Gintoki, odiaba crecer.
Avanzó algunos pasos con dificultad hasta posicionarse al lado de Katsura Kotarou al tiempo que dejaba que la leve pero aparentemente perenne precipitación, humedeciera su rostro. Por algún motivo que desconocía, el moreno miraba hacia el cielo y no pudo evitar preguntarse por qué se entretenía con las mórbidas nubes grises y furiosas, más su pregunta nunca fue pronunciada.
Enfundó de nueva cuenta su espada sintiendo el peso de sus nudillos liberarse, más la carga y sensación de desasosiego no mermaba.
—Dime, Zura—el aludido indiferente ni siquiera se movió, pero no por ello el albino reprimió su deseo de continuar— ¿De qué color son tus ojos?

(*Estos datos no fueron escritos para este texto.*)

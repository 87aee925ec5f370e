//! Integration tests for block definition synchronization
//!
//! These tests drive the public server surface the way a plugin does and
//! observe what connected clients receive on the wire.

use proto::{BasicParams, BlockParams, Extension, Packet, ParamKind, Solidity};
use std::sync::Arc;
use tessel::{BlockDef, BlockError, Client, ClientId, DefState, Reclaimed, RecordingSink, Server, WorldId};

const MAIN: WorldId = WorldId(0);

static STONE_LIKE: BlockDef = BlockDef::new_static(
    "Stone-like",
    1,
    BlockParams::Basic(BasicParams { solidity: Solidity::Solid, top_tex: 1, ..BasicParams::ZEROED }),
);

fn cpe_client(name: &str, sink: &Arc<RecordingSink>) -> Client {
    Client::new(name, sink.clone()).with_extensions([Extension::BlockDefinitions, Extension::BlockDefinitionsExt])
}

#[test]
fn test_undefine_then_sync_removes_and_frees() {
    let mut server = Server::default();
    let early = RecordingSink::new();
    server.connect(cpe_client("early", &early), MAIN).expect("Failed to connect");

    let handle = server.blocks_mut().allocate("Temporary", ParamKind::Basic);
    server.define_block(MAIN, 60, handle).expect("Failed to define");
    let report = server.update_definition(handle).expect("Failed to sync");
    assert_eq!(report.defined, 1);
    assert!(matches!(early.take()[..], [Packet::DefineBlock { id: 60, .. }]));

    server.undefine_global(handle).expect("Failed to undefine");
    // Slot still occupied but no longer active before the sync pass
    assert_eq!(server.block_slot(MAIN, 60), Some(handle));
    assert!(server.lookup_block(MAIN, 60).is_none());

    let report = server.update_definition(handle).expect("Failed to sync");
    assert_eq!(report.removed, 1);
    assert_eq!(report.reclaimed, Reclaimed::Freed);
    assert_eq!(early.take(), vec![Packet::RemoveBlockDefinition { id: 60 }]);
    assert!(server.block_slot(MAIN, 60).is_none());
    assert!(!server.blocks().contains(handle));

    let replacement = server.blocks_mut().allocate("Replacement", ParamKind::Basic);
    assert_ne!(replacement, handle);

    let late = RecordingSink::new();
    server.connect(cpe_client("late", &late), MAIN).expect("Failed to connect");
    assert_eq!(late.count(), 0);
}

#[test]
fn test_second_sync_sends_nothing() {
    let mut server = Server::default();
    let sink = RecordingSink::new();
    server.connect(cpe_client("alice", &sink), MAIN).expect("Failed to connect");

    let handle = server.blocks_mut().insert_static(&STONE_LIKE);
    server.define_block(MAIN, 47, handle).expect("Failed to define");

    assert_eq!(server.update_definition(handle).expect("Failed to sync").packets(), 1);
    assert_eq!(server.update_definition(handle).expect("Failed to sync").packets(), 0);
    assert_eq!(sink.count(), 1);
}

#[test]
fn test_mutation_is_rebroadcast_after_mark_updated() {
    let mut server = Server::default();
    let sink = RecordingSink::new();
    server.connect(cpe_client("alice", &sink), MAIN).expect("Failed to connect");

    let handle = server.blocks_mut().allocate("Glass", ParamKind::Basic);
    server.define_block(MAIN, 50, handle).expect("Failed to define");
    server.update_definition(handle).expect("Failed to sync");
    sink.take();

    if let BlockParams::Basic(params) = &mut server.blocks_mut().get_mut(handle).expect("Owned definition").params {
        params.transmits_light = true;
    }
    // Not marked yet, so nothing goes out
    assert_eq!(server.update_definition(handle).expect("Failed to sync").packets(), 0);

    server.blocks_mut().mark_updated(handle).expect("Failed to mark");
    server.update_definition(handle).expect("Failed to sync");
    match &sink.take()[..] {
        [Packet::DefineBlock { id: 50, params, .. }] => assert!(params.transmits_light),
        other => panic!("unexpected packets: {:?}", other),
    }
}

#[test]
fn test_allocated_definition_is_freed_exactly_once() {
    let mut server = Server::default();
    let handle = server.blocks_mut().allocate("x", ParamKind::Extended);
    server.define_block(MAIN, 70, handle).expect("Failed to define");
    server.undefine_global(handle).expect("Failed to undefine");

    let report = server.update_definition(handle).expect("Failed to sync");
    assert_eq!(report.reclaimed, Reclaimed::Freed);
    assert_eq!(server.update_definition(handle), Err(BlockError::StaleDefinition));
    assert_eq!(server.undefine_global(handle), Err(BlockError::StaleDefinition));
    assert!(server.blocks().is_empty());
}

#[test]
fn test_static_definition_is_released_not_freed() {
    let mut server = Server::default();
    let handle = server.blocks_mut().insert_static(&STONE_LIKE);
    server.define_block(MAIN, 47, handle).expect("Failed to define");
    server.undefine_global(handle).expect("Failed to undefine");

    let report = server.update_definition(handle).expect("Failed to sync");
    assert_eq!(report.reclaimed, Reclaimed::Released);
    assert_eq!(STONE_LIKE.name, "Stone-like");

    // The same static can be installed again
    let again = server.blocks_mut().insert_static(&STONE_LIKE);
    server.define_block(MAIN, 47, again).expect("Failed to define again");
    assert_eq!(server.lookup_block(MAIN, 47).map(|def| def.fallback), Some(1));
}

#[test]
fn test_one_definition_in_many_worlds() {
    let mut server = Server::default();
    let other = server.add_world("other");

    let main_sink = RecordingSink::new();
    let other_sink = RecordingSink::new();
    server.connect(cpe_client("main", &main_sink), MAIN).expect("Failed to connect");
    server.connect(cpe_client("other", &other_sink), other).expect("Failed to connect");

    let handle = server.blocks_mut().insert_static(&STONE_LIKE);
    for world in server.world_ids() {
        server.define_block(world, 47, handle).expect("Failed to define");
    }
    assert_eq!(server.update_definition(handle).expect("Failed to sync").defined, 2);

    server.undefine_global(handle).expect("Failed to undefine");
    let report = server.update_definition(handle).expect("Failed to sync");
    assert_eq!(report.removed, 2);
    assert_eq!(report.slots_cleared, 2);
    assert_eq!(main_sink.packets().last(), Some(&Packet::RemoveBlockDefinition { id: 47 }));
    assert_eq!(other_sink.packets().last(), Some(&Packet::RemoveBlockDefinition { id: 47 }));
}

#[test]
fn test_clients_without_extension_get_nothing_and_see_fallback() {
    let mut server = Server::default();
    let plain_sink = RecordingSink::new();
    let plain = server.connect(Client::new("plain", plain_sink.clone()), MAIN).expect("Failed to connect");
    let cpe_sink = RecordingSink::new();
    let cpe = server.connect(cpe_client("cpe", &cpe_sink), MAIN).expect("Failed to connect");

    let handle = server.blocks_mut().insert_static(&STONE_LIKE);
    server.define_block(MAIN, 47, handle).expect("Failed to define");
    server.update_definition(handle).expect("Failed to sync");

    assert_eq!(plain_sink.count(), 0);
    assert_eq!(cpe_sink.count(), 1);
    assert_eq!(server.block_for_client(plain, 47), Some(1));
    assert_eq!(server.block_for_client(cpe, 47), Some(47));
    assert_eq!(server.block_for_client(plain, 5), Some(5));
}

#[test]
fn test_basic_only_client_skips_extended_definitions() {
    let mut server = Server::default();
    let sink = RecordingSink::new();
    let basic = server
        .connect(Client::new("basic", sink.clone()).with_extension(Extension::BlockDefinitions), MAIN)
        .expect("Failed to connect");

    let handle = server.blocks_mut().allocate("Slab", ParamKind::Extended);
    server.blocks_mut().get_mut(handle).expect("Owned definition").fallback = 2;
    server.define_block(MAIN, 48, handle).expect("Failed to define");
    let report = server.update_definition(handle).expect("Failed to sync");

    assert_eq!(report.defined, 0);
    assert_eq!(server.blocks().state(handle), Some(DefState::Synced));
    assert_eq!(sink.count(), 0);
    // Never told about the extended definition, so it sees the standard block
    assert_eq!(server.block_for_client(basic, 48), Some(2));

    // Removal still reaches every client holding BlockDefinitions
    server.undefine_global(handle).expect("Failed to undefine");
    server.update_definition(handle).expect("Failed to sync");
    assert_eq!(sink.take(), vec![Packet::RemoveBlockDefinition { id: 48 }]);
}

#[test]
fn test_change_world_sends_target_definitions() {
    let mut server = Server::default();
    let other = server.add_world("other");
    let handle = server.blocks_mut().insert_static(&STONE_LIKE);
    server.define_block(other, 47, handle).expect("Failed to define");
    server.update_definition(handle).expect("Failed to sync");

    let sink = RecordingSink::new();
    let id = server.connect(cpe_client("traveller", &sink), MAIN).expect("Failed to connect");
    assert_eq!(sink.count(), 0);

    assert_eq!(server.change_world(id, other), Ok(1));
    assert!(matches!(sink.packets()[..], [Packet::DefineBlock { id: 47, .. }]));
    assert_eq!(server.change_world(id, WorldId(42)), Err(BlockError::UnknownWorld(WorldId(42))));
    assert_eq!(server.change_world(ClientId(999), other), Err(BlockError::UnknownClient(ClientId(999))));
}

#[test]
fn test_unsynced_definition_is_sent_to_a_joiner_once() {
    let mut server = Server::default();
    let handle = server.blocks_mut().insert_static(&STONE_LIKE);
    server.define_block(MAIN, 47, handle).expect("Failed to define");

    let sink = RecordingSink::new();
    server.connect(cpe_client("early", &sink), MAIN).expect("Failed to connect");
    assert_eq!(sink.count(), 0);

    server.update_definition(handle).expect("Failed to sync");
    let defines = sink.packets().iter().filter(|packet| matches!(packet, Packet::DefineBlock { .. })).count();
    assert_eq!(defines, 1);
}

Preguntó no queriendo verificar por su cuenta, pues le dolía ver la cara de su ahora camarada de guerra, corrompida por la derrota. Cómo le habría gustado cualquier gesto de aquellos que de niños solía ver o incluso algún improperio que indicase lo molesto que se encontraba por el apelativo. Obtuvo como respuesta un "No lo sé" mortecino e infértil y allí se dio cuenta lacrimosamente que no había nada que admirar.
El Gintoki conformista y resuelto, ése día se cansó.
Se cansó de esperar a que los cabellos brillantes de Zura volvieran a bailar para él, se cansó de esperar a que aquellos grandes y felices ojos miel enfocaran la buena parte del mundo, se cansó de esperar tantas cosas y no tenía ni siquiera la certeza de que volverían.
Gintoki Sataka, no tenía ambiciones. Era una persona conformista pero le molestaba ver los ideales de sus compañeros pisoteados cruelmente hasta convertirlos en cimientos, sólo cimientos arrojados en una tierra árida y nada más…
Ése día, Gintoki Sakata decidió no crecer.